§ **What to work on**: Quote the entries that follow exactly, leaving none out.
:::
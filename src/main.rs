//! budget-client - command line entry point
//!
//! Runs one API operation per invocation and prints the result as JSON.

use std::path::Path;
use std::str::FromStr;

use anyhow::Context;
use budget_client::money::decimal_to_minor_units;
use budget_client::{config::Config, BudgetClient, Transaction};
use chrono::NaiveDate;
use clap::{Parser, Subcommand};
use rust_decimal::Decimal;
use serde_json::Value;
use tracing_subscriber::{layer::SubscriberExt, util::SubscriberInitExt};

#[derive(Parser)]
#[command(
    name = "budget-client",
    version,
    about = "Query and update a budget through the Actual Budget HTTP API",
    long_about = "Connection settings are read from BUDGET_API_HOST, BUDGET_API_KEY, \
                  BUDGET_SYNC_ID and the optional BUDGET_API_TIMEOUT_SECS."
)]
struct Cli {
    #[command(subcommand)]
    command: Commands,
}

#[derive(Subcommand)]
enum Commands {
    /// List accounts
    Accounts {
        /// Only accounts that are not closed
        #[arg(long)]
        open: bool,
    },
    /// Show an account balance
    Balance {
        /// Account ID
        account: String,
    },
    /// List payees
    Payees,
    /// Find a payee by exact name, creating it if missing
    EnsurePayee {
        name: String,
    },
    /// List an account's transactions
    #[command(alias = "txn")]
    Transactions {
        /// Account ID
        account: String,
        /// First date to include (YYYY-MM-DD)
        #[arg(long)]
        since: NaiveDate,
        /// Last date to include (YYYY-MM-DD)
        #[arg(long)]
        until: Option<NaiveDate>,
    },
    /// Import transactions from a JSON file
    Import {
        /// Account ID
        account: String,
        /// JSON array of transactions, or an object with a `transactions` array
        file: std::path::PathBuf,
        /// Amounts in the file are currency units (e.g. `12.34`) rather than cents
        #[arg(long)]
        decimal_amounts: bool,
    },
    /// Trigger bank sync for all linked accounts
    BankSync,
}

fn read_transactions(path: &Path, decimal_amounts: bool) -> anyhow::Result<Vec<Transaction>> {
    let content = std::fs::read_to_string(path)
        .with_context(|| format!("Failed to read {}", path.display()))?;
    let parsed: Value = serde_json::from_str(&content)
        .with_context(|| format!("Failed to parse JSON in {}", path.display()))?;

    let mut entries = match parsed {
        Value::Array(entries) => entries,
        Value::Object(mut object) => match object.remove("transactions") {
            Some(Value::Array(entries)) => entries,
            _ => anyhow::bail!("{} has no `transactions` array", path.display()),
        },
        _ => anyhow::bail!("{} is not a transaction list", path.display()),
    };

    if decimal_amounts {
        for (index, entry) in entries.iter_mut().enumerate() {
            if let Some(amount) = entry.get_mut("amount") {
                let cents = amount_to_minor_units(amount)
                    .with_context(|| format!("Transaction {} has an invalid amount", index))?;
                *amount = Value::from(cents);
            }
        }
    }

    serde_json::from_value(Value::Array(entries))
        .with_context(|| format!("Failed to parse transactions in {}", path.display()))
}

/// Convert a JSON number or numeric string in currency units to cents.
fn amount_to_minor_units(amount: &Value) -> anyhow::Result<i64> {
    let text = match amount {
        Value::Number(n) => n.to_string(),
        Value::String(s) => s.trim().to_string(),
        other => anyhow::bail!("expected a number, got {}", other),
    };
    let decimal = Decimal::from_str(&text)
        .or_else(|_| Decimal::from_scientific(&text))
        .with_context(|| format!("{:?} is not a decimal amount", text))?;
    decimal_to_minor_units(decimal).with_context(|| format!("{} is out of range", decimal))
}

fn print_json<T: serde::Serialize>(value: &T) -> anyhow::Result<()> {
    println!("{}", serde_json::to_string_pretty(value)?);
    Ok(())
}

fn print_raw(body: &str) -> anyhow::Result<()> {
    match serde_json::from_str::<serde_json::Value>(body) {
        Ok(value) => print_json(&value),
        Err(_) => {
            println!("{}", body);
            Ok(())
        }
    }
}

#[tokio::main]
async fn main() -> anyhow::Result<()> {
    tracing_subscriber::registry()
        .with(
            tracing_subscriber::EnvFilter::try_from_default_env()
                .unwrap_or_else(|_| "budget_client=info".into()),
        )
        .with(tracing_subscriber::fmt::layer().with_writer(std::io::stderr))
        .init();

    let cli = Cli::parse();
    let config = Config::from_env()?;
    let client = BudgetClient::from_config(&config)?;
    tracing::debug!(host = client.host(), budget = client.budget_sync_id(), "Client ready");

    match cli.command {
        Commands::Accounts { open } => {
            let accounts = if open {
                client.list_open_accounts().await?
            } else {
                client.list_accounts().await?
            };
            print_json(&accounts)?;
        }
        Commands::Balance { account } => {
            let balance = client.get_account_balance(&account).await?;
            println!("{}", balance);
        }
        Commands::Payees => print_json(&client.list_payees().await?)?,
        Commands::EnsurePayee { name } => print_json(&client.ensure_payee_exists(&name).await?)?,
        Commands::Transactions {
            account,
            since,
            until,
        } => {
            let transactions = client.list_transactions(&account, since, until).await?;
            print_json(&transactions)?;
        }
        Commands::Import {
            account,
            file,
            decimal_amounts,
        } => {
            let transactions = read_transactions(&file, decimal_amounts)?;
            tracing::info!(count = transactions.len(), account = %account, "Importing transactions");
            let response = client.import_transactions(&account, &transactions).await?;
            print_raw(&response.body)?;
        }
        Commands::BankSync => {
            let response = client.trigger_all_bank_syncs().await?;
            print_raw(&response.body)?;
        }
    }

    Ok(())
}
:::
§ **Answer box**:
filename src/main.rs
//! budget-client - command line entry point
//!
//! Runs one API operation per invocation and prints the result as JSON.

use std::path::Path;
use std::str::FromStr;

use anyhow::Context;
use budget_client::money::decimal_to_minor_units;
use budget_client::{config::Config, BudgetClient, Transaction};
use chrono::NaiveDate;
use clap::{Parser, Subcommand};
use rust_decimal::Decimal;
use serde_json::Value;
use tracing_subscriber::{layer::SubscriberExt, util::SubscriberInitExt};

#[derive(Parser)]
#[command(
    name = "budget-client",
    version,
    about = "Query and update a budget through the Actual Budget HTTP API",
    long_about = "Connection settings are read from BUDGET_API_HOST, BUDGET_API_KEY, \
                  BUDGET_SYNC_ID and the optional BUDGET_API_TIMEOUT_SECS."
)]
struct Cli {
    #[command(subcommand)]
    command: Commands,
}

#[derive(Subcommand)]
enum Commands {
    /// List accounts
    Accounts {
        /// Only accounts that are not closed
        #[arg(long)]
        open: bool,
    },
    /// Show an account balance
    Balance {
        /// Account ID
        account: String,
    },
    /// List payees
    Payees,
    /// Find a payee by exact name, creating it if missing
    EnsurePayee {
        name: String,
    },
    /// List an account's transactions
    #[command(alias = "txn")]
    Transactions {
        /// Account ID
        account: String,
        /// First date to include (YYYY-MM-DD)
        #[arg(long)]
        since: NaiveDate,
        /// Last date to include (YYYY-MM-DD)
        #[arg(long)]
        until: Option<NaiveDate>,
    },
    /// Import transactions from a JSON file
    Import {
        /// Account ID
        account: String,
        /// JSON array of transactions, or an object with a `transactions` array
        file: std::path::PathBuf,
        /// Amounts in the file are currency units (e.g. `12.34`) rather than cents
        #[arg(long)]
        decimal_amounts: bool,
    },
    /// Trigger bank sync for all linked accounts
    BankSync,
}

fn read_transactions(path: &Path, decimal_amounts: bool) -> anyhow::Result<Vec<Transaction>> {
    let content = std::fs::read_to_string(path)
        .with_context(|| format!("Failed to read {}", path.display()))?;
    let parsed: Value = serde_json::from_str(&content)
        .with_context(|| format!("Failed to parse JSON in {}", path.display()))?;

    let mut entries = match parsed {
        Value::Array(entries) => entries,
        Value::Object(mut object) => match object.remove("transactions") {
            Some(Value::Array(entries)) => entries,
            _ => anyhow::bail!("{} has no `transactions` array", path.display()),
        },
        _ => anyhow::bail!("{} is not a transaction list", path.display()),
    };

    if decimal_amounts {
        for (index, entry) in entries.iter_mut().enumerate() {
            if let Some(amount) = entry.get_mut("amount") {
                let cents = amount_to_minor_units(amount)
                    .with_context(|| format!("Transaction {} has an invalid amount", index))?;
                *amount = Value::from(cents);
            }
        }
    }

    serde_json::from_value(Value::Array(entries))
        .with_context(|| format!("Failed to parse transactions in {}", path.display()))
}

/// Convert a JSON number or numeric string in currency units to cents.
fn amount_to_minor_units(amount: &Value) -> anyhow::Result<i64> {
    let text = match amount {
        Value::Number(n) => n.to_string(),
        Value::String(s) => s.trim().to_string(),
        other => anyhow::bail!("expected a number, got {}", other),
    };
    let decimal = Decimal::from_str(&text)
        .or_else(|_| Decimal::from_scientific(&text))
        .with_context(|| format!("{:?} is not a decimal amount", text))?;
    decimal_to_minor_units(decimal).with_context(|| format!("{} is out of range", decimal))
}

fn print_json<T: serde::Serialize>(value: &T) -> anyhow::Result<()> {
    println!("{}", serde_json::to_string_pretty(value)?);
    Ok(())
}

fn print_raw(body: &str) -> anyhow::Result<()> {
    match serde_json::from_str::<serde_json::Value>(body) {
        Ok(value) => print_json(&value),
        Err(_) => {
            println!("{}", body);
            Ok(())
        }
    }
}

#[tokio::main]
async fn main() -> anyhow::Result<()> {
    tracing_subscriber::registry()
        .with(
            tracing_subscriber::EnvFilter::try_from_default_env()
                .unwrap_or_else(|_| "budget_client=info".into()),
        )
        .with(tracing_subscriber::fmt::layer().with_writer(std::io::stderr))
        .init();

    let cli = Cli::parse();
    let config = Config::from_env()?;
    let client = BudgetClient::from_config(&config)?;
    tracing::debug!(host = client.host(), budget = client.budget_sync_id(), "Client ready");

    match cli.command {
        Commands::Accounts { open } => {
            let accounts = if open {
                client.list_open_accounts().await?
            } else {
                client.list_accounts().await?
            };
            print_json(&accounts)?;
        }
        Commands::Balance { account } => {
            let balance = client.get_account_balance(&account).await?;
            println!("{}", balance);
        }
        Commands::Payees => print_json(&client.list_payees().await?)?,
        Commands::EnsurePayee { name } => print_json(&client.ensure_payee_exists(&name).await?)?,
        Commands::Transactions {
            account,
            since,
            until,
        } => {
            let transactions = client.list_transactions(&account, since, until).await?;
            print_json(&transactions)?;
        }
        Commands::Import {
            account,
            file,
            decimal_amounts,
        } => {
            let transactions = read_transactions(&file, decimal_amounts)?;
            tracing::info!(count = transactions.len(), account = %account, "Importing transactions");
            let response = client.import_transactions(&account, &transactions).await?;
            print_raw(&response.body)?;
        }
        Commands::BankSync => {
            let response = client.trigger_all_bank_syncs().await?;
            print_raw(&response.body)?;
        }
    }

    Ok(())
}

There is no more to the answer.